------ TASK MATERIAL ------

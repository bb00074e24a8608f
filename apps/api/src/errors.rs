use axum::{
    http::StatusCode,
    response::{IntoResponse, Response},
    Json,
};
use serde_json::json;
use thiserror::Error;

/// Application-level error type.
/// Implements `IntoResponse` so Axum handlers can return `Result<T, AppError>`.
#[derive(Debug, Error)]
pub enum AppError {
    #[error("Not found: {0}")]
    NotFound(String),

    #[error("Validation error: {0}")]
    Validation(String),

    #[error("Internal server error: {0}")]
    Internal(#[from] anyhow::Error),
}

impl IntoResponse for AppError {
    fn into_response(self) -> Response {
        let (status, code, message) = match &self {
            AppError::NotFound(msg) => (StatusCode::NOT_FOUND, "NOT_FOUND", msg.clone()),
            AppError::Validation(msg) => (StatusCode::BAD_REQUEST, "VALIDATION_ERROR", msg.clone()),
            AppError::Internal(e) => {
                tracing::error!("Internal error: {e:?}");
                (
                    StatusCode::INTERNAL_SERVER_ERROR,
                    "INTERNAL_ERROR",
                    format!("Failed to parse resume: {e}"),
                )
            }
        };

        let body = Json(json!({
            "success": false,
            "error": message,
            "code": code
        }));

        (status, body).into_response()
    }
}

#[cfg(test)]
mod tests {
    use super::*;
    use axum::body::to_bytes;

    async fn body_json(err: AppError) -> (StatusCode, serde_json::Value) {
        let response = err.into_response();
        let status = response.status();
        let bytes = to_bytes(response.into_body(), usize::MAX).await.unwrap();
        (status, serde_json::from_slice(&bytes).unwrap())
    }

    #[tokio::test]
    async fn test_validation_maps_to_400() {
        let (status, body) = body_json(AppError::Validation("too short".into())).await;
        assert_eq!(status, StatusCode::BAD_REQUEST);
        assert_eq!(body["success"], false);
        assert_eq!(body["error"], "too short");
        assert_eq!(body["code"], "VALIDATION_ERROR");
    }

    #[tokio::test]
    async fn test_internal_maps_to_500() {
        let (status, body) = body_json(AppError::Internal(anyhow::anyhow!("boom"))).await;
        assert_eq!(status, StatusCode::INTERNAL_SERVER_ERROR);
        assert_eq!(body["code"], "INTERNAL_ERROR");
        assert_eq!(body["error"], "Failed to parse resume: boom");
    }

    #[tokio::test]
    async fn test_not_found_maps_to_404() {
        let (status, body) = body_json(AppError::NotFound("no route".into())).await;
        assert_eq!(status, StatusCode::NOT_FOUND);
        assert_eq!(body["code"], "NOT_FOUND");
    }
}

------
------ TASK MATERIAL ------

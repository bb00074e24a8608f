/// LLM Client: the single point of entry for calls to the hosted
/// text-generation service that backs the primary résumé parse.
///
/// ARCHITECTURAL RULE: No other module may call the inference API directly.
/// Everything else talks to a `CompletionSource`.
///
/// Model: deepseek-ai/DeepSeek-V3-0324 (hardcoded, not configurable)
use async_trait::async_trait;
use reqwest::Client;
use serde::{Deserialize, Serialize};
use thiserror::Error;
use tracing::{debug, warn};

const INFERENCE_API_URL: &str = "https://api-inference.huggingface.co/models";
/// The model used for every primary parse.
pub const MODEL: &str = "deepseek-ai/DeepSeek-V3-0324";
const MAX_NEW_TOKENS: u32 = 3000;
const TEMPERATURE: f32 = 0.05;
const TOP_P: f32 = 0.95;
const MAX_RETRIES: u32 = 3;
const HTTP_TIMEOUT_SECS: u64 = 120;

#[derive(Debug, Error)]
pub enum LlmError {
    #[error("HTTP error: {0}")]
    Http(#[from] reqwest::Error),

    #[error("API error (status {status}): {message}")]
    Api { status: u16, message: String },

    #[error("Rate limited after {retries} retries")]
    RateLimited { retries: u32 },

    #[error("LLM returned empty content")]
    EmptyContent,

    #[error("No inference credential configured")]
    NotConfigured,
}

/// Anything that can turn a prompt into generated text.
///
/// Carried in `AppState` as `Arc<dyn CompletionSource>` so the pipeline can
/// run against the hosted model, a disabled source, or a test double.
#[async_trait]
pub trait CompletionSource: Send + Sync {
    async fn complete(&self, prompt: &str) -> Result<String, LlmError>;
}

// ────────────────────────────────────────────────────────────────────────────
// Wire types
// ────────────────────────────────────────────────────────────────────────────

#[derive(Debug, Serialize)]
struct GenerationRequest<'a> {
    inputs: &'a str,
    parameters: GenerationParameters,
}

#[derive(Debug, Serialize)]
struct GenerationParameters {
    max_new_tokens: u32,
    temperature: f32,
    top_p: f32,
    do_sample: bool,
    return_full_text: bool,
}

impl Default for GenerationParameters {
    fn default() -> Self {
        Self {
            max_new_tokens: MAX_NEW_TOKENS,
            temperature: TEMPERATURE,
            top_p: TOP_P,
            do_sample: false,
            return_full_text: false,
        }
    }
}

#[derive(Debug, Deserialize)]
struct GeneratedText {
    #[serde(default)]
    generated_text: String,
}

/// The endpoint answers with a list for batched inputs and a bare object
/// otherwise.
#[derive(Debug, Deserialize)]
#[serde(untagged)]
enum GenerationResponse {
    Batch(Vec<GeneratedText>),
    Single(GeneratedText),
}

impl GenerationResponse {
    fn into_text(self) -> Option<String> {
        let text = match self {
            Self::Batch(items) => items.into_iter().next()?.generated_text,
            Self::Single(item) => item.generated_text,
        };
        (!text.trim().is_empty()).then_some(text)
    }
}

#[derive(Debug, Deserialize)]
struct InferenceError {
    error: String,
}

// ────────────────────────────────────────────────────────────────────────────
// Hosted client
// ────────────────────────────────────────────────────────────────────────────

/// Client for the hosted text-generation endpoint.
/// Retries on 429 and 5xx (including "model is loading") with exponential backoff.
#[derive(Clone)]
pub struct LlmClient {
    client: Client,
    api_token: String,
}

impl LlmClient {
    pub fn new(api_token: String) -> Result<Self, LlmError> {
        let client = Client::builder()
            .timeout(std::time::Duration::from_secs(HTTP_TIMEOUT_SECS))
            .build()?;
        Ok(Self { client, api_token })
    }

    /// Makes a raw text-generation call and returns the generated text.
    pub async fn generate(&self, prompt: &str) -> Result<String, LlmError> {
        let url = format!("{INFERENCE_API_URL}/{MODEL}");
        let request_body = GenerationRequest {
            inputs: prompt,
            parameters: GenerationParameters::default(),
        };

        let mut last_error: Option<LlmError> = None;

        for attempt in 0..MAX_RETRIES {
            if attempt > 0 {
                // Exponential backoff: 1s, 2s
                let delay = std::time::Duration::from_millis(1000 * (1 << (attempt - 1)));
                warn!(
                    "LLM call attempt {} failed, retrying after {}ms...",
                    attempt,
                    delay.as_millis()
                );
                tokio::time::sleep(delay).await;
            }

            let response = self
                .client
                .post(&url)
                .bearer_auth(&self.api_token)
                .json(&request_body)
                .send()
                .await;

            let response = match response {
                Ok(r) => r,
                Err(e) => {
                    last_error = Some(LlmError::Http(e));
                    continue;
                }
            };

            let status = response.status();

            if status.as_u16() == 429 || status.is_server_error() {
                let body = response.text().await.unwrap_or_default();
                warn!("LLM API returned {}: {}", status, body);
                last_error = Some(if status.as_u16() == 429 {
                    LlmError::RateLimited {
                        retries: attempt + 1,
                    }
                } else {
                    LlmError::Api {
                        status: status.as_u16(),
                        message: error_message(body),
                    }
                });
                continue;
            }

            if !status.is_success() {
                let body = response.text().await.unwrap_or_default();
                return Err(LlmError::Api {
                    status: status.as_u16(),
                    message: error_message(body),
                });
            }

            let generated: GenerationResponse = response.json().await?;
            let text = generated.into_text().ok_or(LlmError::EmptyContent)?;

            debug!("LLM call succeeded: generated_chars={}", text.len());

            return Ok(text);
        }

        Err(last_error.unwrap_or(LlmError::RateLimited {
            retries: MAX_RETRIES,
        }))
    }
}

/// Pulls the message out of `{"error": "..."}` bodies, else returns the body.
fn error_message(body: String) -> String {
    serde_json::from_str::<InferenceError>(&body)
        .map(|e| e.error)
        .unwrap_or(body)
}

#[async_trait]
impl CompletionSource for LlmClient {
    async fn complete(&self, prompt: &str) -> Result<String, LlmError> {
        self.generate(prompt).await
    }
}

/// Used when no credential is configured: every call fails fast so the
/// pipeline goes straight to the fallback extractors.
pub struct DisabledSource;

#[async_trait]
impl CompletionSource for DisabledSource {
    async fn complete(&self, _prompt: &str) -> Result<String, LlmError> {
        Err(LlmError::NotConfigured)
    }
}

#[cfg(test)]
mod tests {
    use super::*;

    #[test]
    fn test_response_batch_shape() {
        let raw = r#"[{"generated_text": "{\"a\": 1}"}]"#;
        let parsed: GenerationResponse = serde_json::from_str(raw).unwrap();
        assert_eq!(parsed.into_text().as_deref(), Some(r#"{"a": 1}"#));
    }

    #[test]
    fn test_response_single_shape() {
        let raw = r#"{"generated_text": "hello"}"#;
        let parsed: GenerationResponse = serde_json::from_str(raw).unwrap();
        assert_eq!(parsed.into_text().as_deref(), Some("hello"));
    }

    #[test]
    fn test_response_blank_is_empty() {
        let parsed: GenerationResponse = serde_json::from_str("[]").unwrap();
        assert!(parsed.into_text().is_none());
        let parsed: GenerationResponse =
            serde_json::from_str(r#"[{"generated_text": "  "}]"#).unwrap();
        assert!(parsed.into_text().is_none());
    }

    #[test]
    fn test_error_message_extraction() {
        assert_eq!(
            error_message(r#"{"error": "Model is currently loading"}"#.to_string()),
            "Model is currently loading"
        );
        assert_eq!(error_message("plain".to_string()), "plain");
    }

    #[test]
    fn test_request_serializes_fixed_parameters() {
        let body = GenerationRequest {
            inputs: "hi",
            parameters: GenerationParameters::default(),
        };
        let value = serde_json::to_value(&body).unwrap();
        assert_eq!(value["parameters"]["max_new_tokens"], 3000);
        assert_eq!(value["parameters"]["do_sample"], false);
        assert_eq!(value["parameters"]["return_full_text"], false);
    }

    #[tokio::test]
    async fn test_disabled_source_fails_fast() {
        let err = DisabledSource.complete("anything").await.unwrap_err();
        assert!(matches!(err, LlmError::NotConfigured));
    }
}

------

### PROBLEM TO SOLVE:
How many lines in the records contain the word "false"? Answer with the number alone.

### WRITTEN ANSWER:
6